[Saved entries]
- - -
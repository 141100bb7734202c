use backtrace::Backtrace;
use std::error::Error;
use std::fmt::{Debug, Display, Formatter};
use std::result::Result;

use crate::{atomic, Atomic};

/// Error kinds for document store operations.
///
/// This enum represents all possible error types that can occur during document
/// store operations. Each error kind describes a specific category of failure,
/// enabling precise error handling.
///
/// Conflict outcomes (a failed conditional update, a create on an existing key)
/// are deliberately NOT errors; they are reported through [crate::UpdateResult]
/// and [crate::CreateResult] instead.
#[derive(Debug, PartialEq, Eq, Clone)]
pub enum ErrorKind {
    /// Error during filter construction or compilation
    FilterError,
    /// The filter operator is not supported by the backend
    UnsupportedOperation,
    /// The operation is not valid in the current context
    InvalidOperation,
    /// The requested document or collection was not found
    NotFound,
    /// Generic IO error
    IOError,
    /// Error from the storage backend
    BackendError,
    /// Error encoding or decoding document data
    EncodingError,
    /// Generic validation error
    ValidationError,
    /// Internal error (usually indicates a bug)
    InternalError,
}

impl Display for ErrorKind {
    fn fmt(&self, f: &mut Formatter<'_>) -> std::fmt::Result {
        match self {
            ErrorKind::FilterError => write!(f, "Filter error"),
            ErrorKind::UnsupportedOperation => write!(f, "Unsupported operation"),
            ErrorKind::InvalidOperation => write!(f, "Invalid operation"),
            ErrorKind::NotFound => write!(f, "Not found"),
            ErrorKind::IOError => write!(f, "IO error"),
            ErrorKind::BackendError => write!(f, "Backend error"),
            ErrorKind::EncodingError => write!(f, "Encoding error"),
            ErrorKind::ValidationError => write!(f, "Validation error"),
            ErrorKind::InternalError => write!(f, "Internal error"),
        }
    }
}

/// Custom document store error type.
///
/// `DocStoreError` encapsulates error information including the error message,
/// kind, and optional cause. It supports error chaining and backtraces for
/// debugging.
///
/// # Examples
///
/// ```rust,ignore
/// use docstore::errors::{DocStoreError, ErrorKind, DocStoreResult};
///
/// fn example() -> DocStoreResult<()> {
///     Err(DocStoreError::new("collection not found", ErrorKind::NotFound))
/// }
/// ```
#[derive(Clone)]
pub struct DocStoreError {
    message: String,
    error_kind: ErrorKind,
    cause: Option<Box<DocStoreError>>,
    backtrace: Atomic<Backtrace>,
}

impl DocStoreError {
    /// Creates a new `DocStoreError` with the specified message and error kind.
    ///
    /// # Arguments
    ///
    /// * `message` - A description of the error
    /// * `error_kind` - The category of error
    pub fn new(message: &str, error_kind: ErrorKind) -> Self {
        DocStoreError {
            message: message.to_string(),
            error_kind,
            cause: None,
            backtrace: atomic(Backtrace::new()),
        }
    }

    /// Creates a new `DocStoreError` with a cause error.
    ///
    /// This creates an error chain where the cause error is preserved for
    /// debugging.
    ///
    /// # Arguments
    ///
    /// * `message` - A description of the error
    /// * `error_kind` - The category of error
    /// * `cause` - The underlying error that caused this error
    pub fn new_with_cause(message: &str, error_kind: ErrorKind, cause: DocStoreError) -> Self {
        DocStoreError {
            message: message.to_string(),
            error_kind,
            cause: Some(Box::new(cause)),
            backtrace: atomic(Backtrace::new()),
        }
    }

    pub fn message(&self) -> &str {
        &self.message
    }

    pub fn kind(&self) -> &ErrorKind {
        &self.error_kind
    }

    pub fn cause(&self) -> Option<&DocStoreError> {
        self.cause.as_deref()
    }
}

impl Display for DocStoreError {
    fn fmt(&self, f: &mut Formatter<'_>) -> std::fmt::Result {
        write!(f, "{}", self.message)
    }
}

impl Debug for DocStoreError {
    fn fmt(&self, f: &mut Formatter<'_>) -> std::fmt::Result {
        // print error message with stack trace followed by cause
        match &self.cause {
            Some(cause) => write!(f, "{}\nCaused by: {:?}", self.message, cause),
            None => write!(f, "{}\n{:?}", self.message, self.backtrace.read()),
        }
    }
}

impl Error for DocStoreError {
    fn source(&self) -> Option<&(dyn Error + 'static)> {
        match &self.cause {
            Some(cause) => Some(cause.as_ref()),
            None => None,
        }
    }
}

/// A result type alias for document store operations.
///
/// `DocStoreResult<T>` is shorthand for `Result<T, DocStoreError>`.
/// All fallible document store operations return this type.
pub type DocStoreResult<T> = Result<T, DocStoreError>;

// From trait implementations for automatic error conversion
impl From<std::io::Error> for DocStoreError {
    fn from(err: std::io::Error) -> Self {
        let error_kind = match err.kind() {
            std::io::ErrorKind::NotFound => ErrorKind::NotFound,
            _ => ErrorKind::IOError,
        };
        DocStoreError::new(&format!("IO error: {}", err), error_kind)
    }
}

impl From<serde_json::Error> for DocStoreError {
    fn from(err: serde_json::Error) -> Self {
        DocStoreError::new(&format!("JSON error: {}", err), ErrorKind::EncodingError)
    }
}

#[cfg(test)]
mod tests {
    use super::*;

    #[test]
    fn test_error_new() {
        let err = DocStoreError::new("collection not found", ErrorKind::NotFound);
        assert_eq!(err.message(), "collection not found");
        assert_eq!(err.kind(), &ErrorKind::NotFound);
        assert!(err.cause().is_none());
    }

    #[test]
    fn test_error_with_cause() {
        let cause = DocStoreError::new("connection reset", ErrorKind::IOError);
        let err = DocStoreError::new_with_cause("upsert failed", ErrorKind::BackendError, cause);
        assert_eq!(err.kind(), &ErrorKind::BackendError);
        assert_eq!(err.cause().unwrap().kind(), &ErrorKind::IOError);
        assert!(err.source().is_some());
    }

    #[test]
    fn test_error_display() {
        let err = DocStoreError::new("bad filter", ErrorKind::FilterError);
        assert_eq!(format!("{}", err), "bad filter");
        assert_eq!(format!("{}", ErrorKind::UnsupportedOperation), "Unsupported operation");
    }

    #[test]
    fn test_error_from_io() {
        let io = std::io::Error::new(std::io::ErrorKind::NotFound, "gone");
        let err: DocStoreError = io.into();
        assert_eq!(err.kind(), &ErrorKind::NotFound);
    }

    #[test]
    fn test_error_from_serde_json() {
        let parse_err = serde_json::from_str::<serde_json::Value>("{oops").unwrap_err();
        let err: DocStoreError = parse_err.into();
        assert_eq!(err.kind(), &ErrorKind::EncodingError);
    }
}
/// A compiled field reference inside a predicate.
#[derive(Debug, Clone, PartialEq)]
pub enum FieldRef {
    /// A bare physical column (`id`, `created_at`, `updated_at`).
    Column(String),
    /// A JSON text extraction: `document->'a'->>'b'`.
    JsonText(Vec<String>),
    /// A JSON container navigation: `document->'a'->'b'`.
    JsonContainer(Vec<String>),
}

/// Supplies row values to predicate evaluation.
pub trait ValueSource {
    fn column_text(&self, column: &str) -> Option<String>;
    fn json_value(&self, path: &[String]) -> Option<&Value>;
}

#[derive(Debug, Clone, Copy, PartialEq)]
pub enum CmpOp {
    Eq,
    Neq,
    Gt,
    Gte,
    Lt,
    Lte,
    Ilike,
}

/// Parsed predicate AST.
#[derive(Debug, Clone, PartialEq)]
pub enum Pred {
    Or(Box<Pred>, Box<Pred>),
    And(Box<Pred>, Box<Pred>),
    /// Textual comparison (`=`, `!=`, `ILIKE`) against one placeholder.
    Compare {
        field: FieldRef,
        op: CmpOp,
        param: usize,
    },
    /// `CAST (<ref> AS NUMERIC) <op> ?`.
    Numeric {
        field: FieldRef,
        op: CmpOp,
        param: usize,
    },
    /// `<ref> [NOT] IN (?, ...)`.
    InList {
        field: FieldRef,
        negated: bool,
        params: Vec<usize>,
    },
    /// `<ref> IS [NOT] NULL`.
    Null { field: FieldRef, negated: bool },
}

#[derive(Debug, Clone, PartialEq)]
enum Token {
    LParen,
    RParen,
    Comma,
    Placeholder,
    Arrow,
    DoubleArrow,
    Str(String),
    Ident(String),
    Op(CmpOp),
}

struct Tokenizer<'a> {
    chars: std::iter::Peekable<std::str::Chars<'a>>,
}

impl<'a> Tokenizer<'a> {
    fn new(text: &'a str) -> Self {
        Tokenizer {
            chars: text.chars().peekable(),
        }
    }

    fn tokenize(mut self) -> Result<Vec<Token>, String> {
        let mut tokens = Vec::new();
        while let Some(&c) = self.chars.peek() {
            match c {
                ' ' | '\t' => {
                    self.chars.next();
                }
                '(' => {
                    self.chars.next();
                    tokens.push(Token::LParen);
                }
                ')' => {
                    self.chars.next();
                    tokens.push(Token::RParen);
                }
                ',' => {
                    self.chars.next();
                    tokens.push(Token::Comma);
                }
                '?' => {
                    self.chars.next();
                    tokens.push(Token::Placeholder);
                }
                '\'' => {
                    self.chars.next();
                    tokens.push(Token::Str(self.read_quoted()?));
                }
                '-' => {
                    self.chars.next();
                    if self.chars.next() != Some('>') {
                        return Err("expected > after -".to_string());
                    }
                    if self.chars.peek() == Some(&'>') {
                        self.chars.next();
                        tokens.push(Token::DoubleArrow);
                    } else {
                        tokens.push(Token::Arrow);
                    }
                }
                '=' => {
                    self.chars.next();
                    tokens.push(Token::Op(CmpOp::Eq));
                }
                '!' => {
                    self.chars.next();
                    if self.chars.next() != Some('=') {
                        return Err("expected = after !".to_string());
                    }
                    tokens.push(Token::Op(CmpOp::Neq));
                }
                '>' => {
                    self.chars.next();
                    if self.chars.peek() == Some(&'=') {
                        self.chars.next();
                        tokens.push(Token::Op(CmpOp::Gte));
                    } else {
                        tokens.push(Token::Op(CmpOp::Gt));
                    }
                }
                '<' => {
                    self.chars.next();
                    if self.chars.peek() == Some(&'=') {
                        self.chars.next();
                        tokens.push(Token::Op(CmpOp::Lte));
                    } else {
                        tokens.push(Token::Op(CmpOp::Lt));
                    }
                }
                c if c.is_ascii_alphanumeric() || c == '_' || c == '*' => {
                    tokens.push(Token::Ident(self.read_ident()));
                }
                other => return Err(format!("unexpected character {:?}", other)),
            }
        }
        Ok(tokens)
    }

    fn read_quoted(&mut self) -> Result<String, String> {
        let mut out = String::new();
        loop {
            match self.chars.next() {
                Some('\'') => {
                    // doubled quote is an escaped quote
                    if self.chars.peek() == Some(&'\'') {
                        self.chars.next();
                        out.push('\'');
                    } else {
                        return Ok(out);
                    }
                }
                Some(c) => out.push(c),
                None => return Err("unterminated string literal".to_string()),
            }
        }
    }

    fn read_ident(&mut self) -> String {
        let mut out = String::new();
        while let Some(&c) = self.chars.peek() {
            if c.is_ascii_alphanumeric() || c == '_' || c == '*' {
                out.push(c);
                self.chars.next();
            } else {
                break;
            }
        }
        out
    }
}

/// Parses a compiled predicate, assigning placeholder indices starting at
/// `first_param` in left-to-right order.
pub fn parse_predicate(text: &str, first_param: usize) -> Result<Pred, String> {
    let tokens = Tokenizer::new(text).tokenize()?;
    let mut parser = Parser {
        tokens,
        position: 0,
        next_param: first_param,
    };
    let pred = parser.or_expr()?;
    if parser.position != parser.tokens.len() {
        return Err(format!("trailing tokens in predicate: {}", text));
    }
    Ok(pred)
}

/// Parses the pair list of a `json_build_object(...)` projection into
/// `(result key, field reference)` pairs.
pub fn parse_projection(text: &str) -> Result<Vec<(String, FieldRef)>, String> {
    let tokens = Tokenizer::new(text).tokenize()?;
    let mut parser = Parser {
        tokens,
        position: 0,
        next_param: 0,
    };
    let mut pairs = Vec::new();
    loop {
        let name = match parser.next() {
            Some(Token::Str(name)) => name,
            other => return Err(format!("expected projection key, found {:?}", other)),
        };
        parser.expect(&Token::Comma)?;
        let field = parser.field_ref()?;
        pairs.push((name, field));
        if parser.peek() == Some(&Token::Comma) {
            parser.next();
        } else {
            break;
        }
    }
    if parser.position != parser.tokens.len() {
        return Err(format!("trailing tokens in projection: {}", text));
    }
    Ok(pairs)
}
- - -
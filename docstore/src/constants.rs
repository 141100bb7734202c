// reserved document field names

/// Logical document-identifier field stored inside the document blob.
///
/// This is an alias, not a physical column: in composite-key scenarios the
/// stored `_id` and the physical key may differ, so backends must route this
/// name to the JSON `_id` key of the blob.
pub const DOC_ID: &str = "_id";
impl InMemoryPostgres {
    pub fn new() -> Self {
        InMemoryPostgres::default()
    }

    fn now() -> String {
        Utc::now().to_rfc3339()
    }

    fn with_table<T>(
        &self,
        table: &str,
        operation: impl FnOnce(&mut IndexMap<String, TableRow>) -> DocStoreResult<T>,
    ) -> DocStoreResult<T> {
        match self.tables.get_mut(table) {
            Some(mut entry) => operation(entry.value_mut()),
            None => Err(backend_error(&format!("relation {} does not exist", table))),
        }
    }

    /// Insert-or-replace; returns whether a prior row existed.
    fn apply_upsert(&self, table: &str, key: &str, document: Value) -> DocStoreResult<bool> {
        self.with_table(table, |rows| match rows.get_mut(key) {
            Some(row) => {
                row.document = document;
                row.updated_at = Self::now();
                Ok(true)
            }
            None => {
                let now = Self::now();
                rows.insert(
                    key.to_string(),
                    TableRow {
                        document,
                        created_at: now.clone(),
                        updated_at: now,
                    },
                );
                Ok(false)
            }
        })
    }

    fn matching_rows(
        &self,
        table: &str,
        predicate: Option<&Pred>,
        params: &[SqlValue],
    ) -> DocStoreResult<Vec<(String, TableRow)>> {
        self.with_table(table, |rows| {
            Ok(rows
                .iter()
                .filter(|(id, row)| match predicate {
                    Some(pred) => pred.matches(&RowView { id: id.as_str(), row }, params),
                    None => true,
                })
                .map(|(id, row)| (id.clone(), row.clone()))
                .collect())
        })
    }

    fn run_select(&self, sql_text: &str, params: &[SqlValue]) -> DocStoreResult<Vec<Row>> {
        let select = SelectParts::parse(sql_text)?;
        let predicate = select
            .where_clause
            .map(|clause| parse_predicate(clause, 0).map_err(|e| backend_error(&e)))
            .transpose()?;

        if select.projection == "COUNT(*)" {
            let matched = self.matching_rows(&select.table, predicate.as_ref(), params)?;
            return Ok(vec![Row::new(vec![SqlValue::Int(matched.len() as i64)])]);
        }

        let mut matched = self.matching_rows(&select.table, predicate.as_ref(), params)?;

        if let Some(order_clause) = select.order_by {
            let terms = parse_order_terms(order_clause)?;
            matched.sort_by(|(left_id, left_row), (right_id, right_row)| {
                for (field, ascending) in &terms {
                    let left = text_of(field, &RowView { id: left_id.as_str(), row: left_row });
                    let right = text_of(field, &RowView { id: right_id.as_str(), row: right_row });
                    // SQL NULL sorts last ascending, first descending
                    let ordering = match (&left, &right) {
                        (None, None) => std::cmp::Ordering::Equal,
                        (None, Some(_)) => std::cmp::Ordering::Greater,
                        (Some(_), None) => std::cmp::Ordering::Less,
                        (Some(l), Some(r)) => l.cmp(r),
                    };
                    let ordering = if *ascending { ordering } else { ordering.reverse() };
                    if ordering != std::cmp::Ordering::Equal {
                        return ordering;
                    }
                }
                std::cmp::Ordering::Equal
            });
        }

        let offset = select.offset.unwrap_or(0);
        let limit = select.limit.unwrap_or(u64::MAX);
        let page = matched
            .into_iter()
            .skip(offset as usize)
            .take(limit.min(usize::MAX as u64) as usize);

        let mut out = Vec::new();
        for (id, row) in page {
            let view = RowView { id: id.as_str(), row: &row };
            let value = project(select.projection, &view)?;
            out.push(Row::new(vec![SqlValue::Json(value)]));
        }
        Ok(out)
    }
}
- - -
[Activity]
Count the lines of the data that contain the word "ascending", and give only that number.

[Task response]
3